_WHAT THIS TASK INVOLVES_: Could you return all of the listing below exactly, please?

_DATASET ENTRIES_:
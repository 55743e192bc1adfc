//! Write-through to SQLite and rehydration at startup.
//!
//! Each write runs in one transaction. Pin rows only move forward (see
//! [`cairn_db::queries::pins::upsert`]) and balances change by deltas, so
//! writes from concurrent requests may land in any order.

use std::sync::Arc;

use cairn_billing::{AccountBook, FundingResolver, QuotaLedger};
use cairn_db::queries::{accounts, charges, pins, quota, settings};
use cairn_db::{Delta, Result};
use cairn_pins::{EventBus, PinRegistry, Submitted};
use cairn_types::{Balance, CallerId, Clock, Payer, PinRequest, SubjectId};
use rusqlite::Connection;
use tracing::info;

use crate::config::DaemonConfig;

/// An account credited by the fee-routing collaborator.
#[derive(Debug, Clone, PartialEq, Eq)]
pub enum CreditTarget {
    Pool,
    Subject(SubjectId),
    Caller(CallerId),
}

/// State rebuilt from the database.
pub struct Loaded {
    pub registry: PinRegistry,
    pub auto_pin_enabled: bool,
}

/// Rebuild ledgers and the registry from `conn`.
///
/// Seeds the pool with `billing.initial_pool_balance` if it was never
/// seeded. A stored quota cycle is restored as is and rolls over lazily.
pub fn load(
    conn: &Connection,
    config: &DaemonConfig,
    clock: Arc<dyn Clock>,
    events: EventBus,
) -> Result<Loaded> {
    let now = clock.now_secs();
    if accounts::seed_pool(conn, Balance::from(config.billing.initial_pool_balance), now)? {
        info!(balance = config.billing.initial_pool_balance, "seeded pool");
    }
    let pool = accounts::pool_balance(conn)?.unwrap_or(0);

    let ledger = match quota::latest(conn)? {
        Some(cycle) => QuotaLedger::restore(cycle, pool, config.quota_total(), clock.clone()),
        None => QuotaLedger::new(config.quota_total(), pool, clock.clone()),
    };

    let book = AccountBook::new();
    let subjects = accounts::list_subjects(conn)?;
    let callers = accounts::list_callers(conn)?;
    let account_count = subjects.len() + callers.len();
    for (subject_id, balance) in subjects {
        book.restore_subject(subject_id, balance);
    }
    for (caller, balance) in callers {
        book.restore_caller(caller, balance);
    }

    let resolver = FundingResolver::new(Arc::new(ledger), Arc::new(book));
    let registry = PinRegistry::new(resolver, config.registry_config(), clock, events);

    let current = pins::list_all(conn)?;
    let pin_count = current.len();
    for pin in current {
        registry.restore(pin);
    }
    for pin in pins::list_history(conn)? {
        registry.restore_history(pin);
    }
    for charge in charges::list_all(conn)? {
        registry.restore_charge(charge);
    }

    let auto_pin_enabled =
        settings::get_bool(conn, settings::AUTO_PIN_ENABLED, config.ingest.auto_pin_enabled)?;

    info!(
        pins = pin_count,
        accounts = account_count,
        %pool,
        auto_pin_enabled,
        "state rehydrated"
    );
    Ok(Loaded {
        registry,
        auto_pin_enabled,
    })
}

/// Persist a new record together with its charge and debit.
///
/// `cycle_total` opens the quota cycle row when a pool charge is the first
/// one counted against that cycle.
pub fn record_submission(
    conn: &Connection,
    submitted: &Submitted,
    cycle_total: Balance,
) -> Result<()> {
    let charge = &submitted.charge;
    let now = charge.charged_at;
    let tx = conn.unchecked_transaction()?;

    if let Some(old) = &submitted.superseded {
        pins::archive(&tx, old, now)?;
    }
    pins::upsert(&tx, &submitted.record)?;
    charges::insert(&tx, charge)?;

    let debit = Delta::Debit(charge.amount);
    match &charge.payer {
        Payer::Pool => {
            accounts::adjust_pool(&tx, debit, now)?;
            if let Some(cycle_id) = charge.cycle_id {
                quota::add_used(&tx, cycle_id, cycle_total, charge.amount, now)?;
            }
        }
        Payer::Subject(subject_id) => {
            accounts::adjust_subject(&tx, *subject_id, debit, now)?;
        }
        Payer::Caller(caller) => {
            accounts::adjust_caller(&tx, caller, debit, now)?;
        }
    }

    tx.commit()?;
    Ok(())
}

/// Persist a replica or failure transition.
pub fn record_transition(conn: &Connection, pin: &PinRequest) -> Result<bool> {
    pins::upsert(conn, pin)
}

/// Persist a credit before it is applied in memory.
pub fn record_credit(conn: &Connection, target: &CreditTarget, amount: Balance, now: u64) -> Result<()> {
    adjust(conn, target, Delta::Credit(amount), now)
}

/// Undo a persisted credit that could not be applied in memory.
pub fn revert_credit(conn: &Connection, target: &CreditTarget, amount: Balance, now: u64) -> Result<()> {
    adjust(conn, target, Delta::Debit(amount), now)
}

fn adjust(conn: &Connection, target: &CreditTarget, delta: Delta, now: u64) -> Result<()> {
    match target {
        CreditTarget::Pool => accounts::adjust_pool(conn, delta, now)?,
        CreditTarget::Subject(subject_id) => accounts::adjust_subject(conn, *subject_id, delta, now)?,
        CreditTarget::Caller(caller) => accounts::adjust_caller(conn, caller, delta, now)?,
    };
    Ok(())
}

pub fn record_auto_pin(conn: &Connection, enabled: bool) -> Result<()> {
    settings::set_bool(conn, settings::AUTO_PIN_ENABLED, enabled)
}
//! Auto-pin command handlers.

use std::sync::Arc;

use cairn_pins::{ContentSaved, IngestOutcome, PinError};
use serde_json::Value;

use super::{
    amount_param, bool_param, caller_param, cid_param, submitted_json, u32_param, u64_param,
    Result, WriteThrough,
};
use crate::rpc::RpcError;
use crate::{persist, DaemonState};

/// Content-saved notification from the upload pipeline.
pub async fn content_saved(state: &Arc<DaemonState>, params: &Value) -> Result {
    let event = ContentSaved {
        subject_id: u64_param(params, "subject_id")?,
        caller: caller_param(params)?,
        cid: cid_param(params)?,
        size_bytes: u64_param(params, "size_bytes")?,
        target_replicas: u32_param(params, "target_replicas")?,
        price: amount_param(params, "price")?,
    };

    let db = state.db.lock().await;
    let outcome = state.ingestor.on_content_saved(event, &WriteThrough::new(state, &db));
    drop(db);
    let mut result = serde_json::json!({"outcome": outcome.as_str()});
    match outcome {
        IngestOutcome::Forwarded(Ok(submitted)) => {
            result["pin"] = submitted_json(&submitted);
        }
        IngestOutcome::Forwarded(Err(err)) => {
            result["error"] = rejection(err);
        }
        IngestOutcome::Duplicate | IngestOutcome::Disabled => {}
    }
    Ok(result)
}

pub async fn set_auto_pin(state: &Arc<DaemonState>, params: &Value) -> Result {
    let enabled = bool_param(params, "enabled")?;
    state.ingestor.set_enabled(enabled);
    let db = state.db.lock().await;
    persist::record_auto_pin(&db, enabled)?;
    Ok(serde_json::json!({"enabled": enabled}))
}

pub async fn get_auto_pin(state: &Arc<DaemonState>) -> Result {
    Ok(serde_json::json!({"enabled": state.ingestor.is_enabled()}))
}

fn rejection(err: PinError) -> Value {
    let err = RpcError::from(err);
    serde_json::json!({
        "code": err.code,
        "message": err.message,
        "data": err.data,
    })
}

_ANSWER AREA_:
repository 55743e192bc1adfc
//! Write-through to SQLite and rehydration at startup.
//!
//! Each write runs in one transaction. Pin rows only move forward (see
//! [`cairn_db::queries::pins::upsert`]) and balances change by deltas, so
//! writes from concurrent requests may land in any order.

use std::sync::Arc;

use cairn_billing::{AccountBook, FundingResolver, QuotaLedger};
use cairn_db::queries::{accounts, charges, pins, quota, settings};
use cairn_db::{Delta, Result};
use cairn_pins::{EventBus, PinRegistry, Submitted};
use cairn_types::{Balance, CallerId, Clock, Payer, PinRequest, SubjectId};
use rusqlite::Connection;
use tracing::info;

use crate::config::DaemonConfig;

/// An account credited by the fee-routing collaborator.
#[derive(Debug, Clone, PartialEq, Eq)]
pub enum CreditTarget {
    Pool,
    Subject(SubjectId),
    Caller(CallerId),
}

/// State rebuilt from the database.
pub struct Loaded {
    pub registry: PinRegistry,
    pub auto_pin_enabled: bool,
}

/// Rebuild ledgers and the registry from `conn`.
///
/// Seeds the pool with `billing.initial_pool_balance` if it was never
/// seeded. A stored quota cycle is restored as is and rolls over lazily.
pub fn load(
    conn: &Connection,
    config: &DaemonConfig,
    clock: Arc<dyn Clock>,
    events: EventBus,
) -> Result<Loaded> {
    let now = clock.now_secs();
    if accounts::seed_pool(conn, Balance::from(config.billing.initial_pool_balance), now)? {
        info!(balance = config.billing.initial_pool_balance, "seeded pool");
    }
    let pool = accounts::pool_balance(conn)?.unwrap_or(0);

    let ledger = match quota::latest(conn)? {
        Some(cycle) => QuotaLedger::restore(cycle, pool, config.quota_total(), clock.clone()),
        None => QuotaLedger::new(config.quota_total(), pool, clock.clone()),
    };

    let book = AccountBook::new();
    let subjects = accounts::list_subjects(conn)?;
    let callers = accounts::list_callers(conn)?;
    let account_count = subjects.len() + callers.len();
    for (subject_id, balance) in subjects {
        book.restore_subject(subject_id, balance);
    }
    for (caller, balance) in callers {
        book.restore_caller(caller, balance);
    }

    let resolver = FundingResolver::new(Arc::new(ledger), Arc::new(book));
    let registry = PinRegistry::new(resolver, config.registry_config(), clock, events);

    let current = pins::list_all(conn)?;
    let pin_count = current.len();
    for pin in current {
        registry.restore(pin);
    }
    for pin in pins::list_history(conn)? {
        registry.restore_history(pin);
    }
    for charge in charges::list_all(conn)? {
        registry.restore_charge(charge);
    }

    let auto_pin_enabled =
        settings::get_bool(conn, settings::AUTO_PIN_ENABLED, config.ingest.auto_pin_enabled)?;

    info!(
        pins = pin_count,
        accounts = account_count,
        %pool,
        auto_pin_enabled,
        "state rehydrated"
    );
    Ok(Loaded {
        registry,
        auto_pin_enabled,
    })
}

/// Persist a new record together with its charge and debit.
///
/// `cycle_total` opens the quota cycle row when a pool charge is the first
/// one counted against that cycle.
pub fn record_submission(
    conn: &Connection,
    submitted: &Submitted,
    cycle_total: Balance,
) -> Result<()> {
    let charge = &submitted.charge;
    let now = charge.charged_at;
    let tx = conn.unchecked_transaction()?;

    if let Some(old) = &submitted.superseded {
        pins::archive(&tx, old, now)?;
    }
    pins::upsert(&tx, &submitted.record)?;
    charges::insert(&tx, charge)?;

    let debit = Delta::Debit(charge.amount);
    match &charge.payer {
        Payer::Pool => {
            accounts::adjust_pool(&tx, debit, now)?;
            if let Some(cycle_id) = charge.cycle_id {
                quota::add_used(&tx, cycle_id, cycle_total, charge.amount, now)?;
            }
        }
        Payer::Subject(subject_id) => {
            accounts::adjust_subject(&tx, *subject_id, debit, now)?;
        }
        Payer::Caller(caller) => {
            accounts::adjust_caller(&tx, caller, debit, now)?;
        }
    }

    tx.commit()?;
    Ok(())
}

/// Persist a replica or failure transition.
pub fn record_transition(conn: &Connection, pin: &PinRequest) -> Result<bool> {
    pins::upsert(conn, pin)
}

/// Persist a credit before it is applied in memory.
pub fn record_credit(conn: &Connection, target: &CreditTarget, amount: Balance, now: u64) -> Result<()> {
    adjust(conn, target, Delta::Credit(amount), now)
}

/// Undo a persisted credit that could not be applied in memory.
pub fn revert_credit(conn: &Connection, target: &CreditTarget, amount: Balance, now: u64) -> Result<()> {
    adjust(conn, target, Delta::Debit(amount), now)
}

fn adjust(conn: &Connection, target: &CreditTarget, delta: Delta, now: u64) -> Result<()> {
    match target {
        CreditTarget::Pool => accounts::adjust_pool(conn, delta, now)?,
        CreditTarget::Subject(subject_id) => accounts::adjust_subject(conn, *subject_id, delta, now)?,
        CreditTarget::Caller(caller) => accounts::adjust_caller(conn, caller, delta, now)?,
    };
    Ok(())
}

pub fn record_auto_pin(conn: &Connection, enabled: bool) -> Result<()> {
    settings::set_bool(conn, settings::AUTO_PIN_ENABLED, enabled)
}
//! Auto-pin command handlers.

use std::sync::Arc;

use cairn_pins::{ContentSaved, IngestOutcome, PinError};
use serde_json::Value;

use super::{
    amount_param, bool_param, caller_param, cid_param, submitted_json, u32_param, u64_param,
    Result, WriteThrough,
};
use crate::rpc::RpcError;
use crate::{persist, DaemonState};

/// Content-saved notification from the upload pipeline.
pub async fn content_saved(state: &Arc<DaemonState>, params: &Value) -> Result {
    let event = ContentSaved {
        subject_id: u64_param(params, "subject_id")?,
        caller: caller_param(params)?,
        cid: cid_param(params)?,
        size_bytes: u64_param(params, "size_bytes")?,
        target_replicas: u32_param(params, "target_replicas")?,
        price: amount_param(params, "price")?,
    };

    let db = state.db.lock().await;
    let outcome = state.ingestor.on_content_saved(event, &WriteThrough::new(state, &db));
    drop(db);
    let mut result = serde_json::json!({"outcome": outcome.as_str()});
    match outcome {
        IngestOutcome::Forwarded(Ok(submitted)) => {
            result["pin"] = submitted_json(&submitted);
        }
        IngestOutcome::Forwarded(Err(err)) => {
            result["error"] = rejection(err);
        }
        IngestOutcome::Duplicate | IngestOutcome::Disabled => {}
    }
    Ok(result)
}

pub async fn set_auto_pin(state: &Arc<DaemonState>, params: &Value) -> Result {
    let enabled = bool_param(params, "enabled")?;
    state.ingestor.set_enabled(enabled);
    let db = state.db.lock().await;
    persist::record_auto_pin(&db, enabled)?;
    Ok(serde_json::json!({"enabled": enabled}))
}

pub async fn get_auto_pin(state: &Arc<DaemonState>) -> Result {
    Ok(serde_json::json!({"enabled": state.ingestor.is_enabled()}))
}

fn rejection(err: PinError) -> Value {
    let err = RpcError::from(err);
    serde_json::json!({
        "code": err.code,
        "message": err.message,
        "data": err.data,
    })
}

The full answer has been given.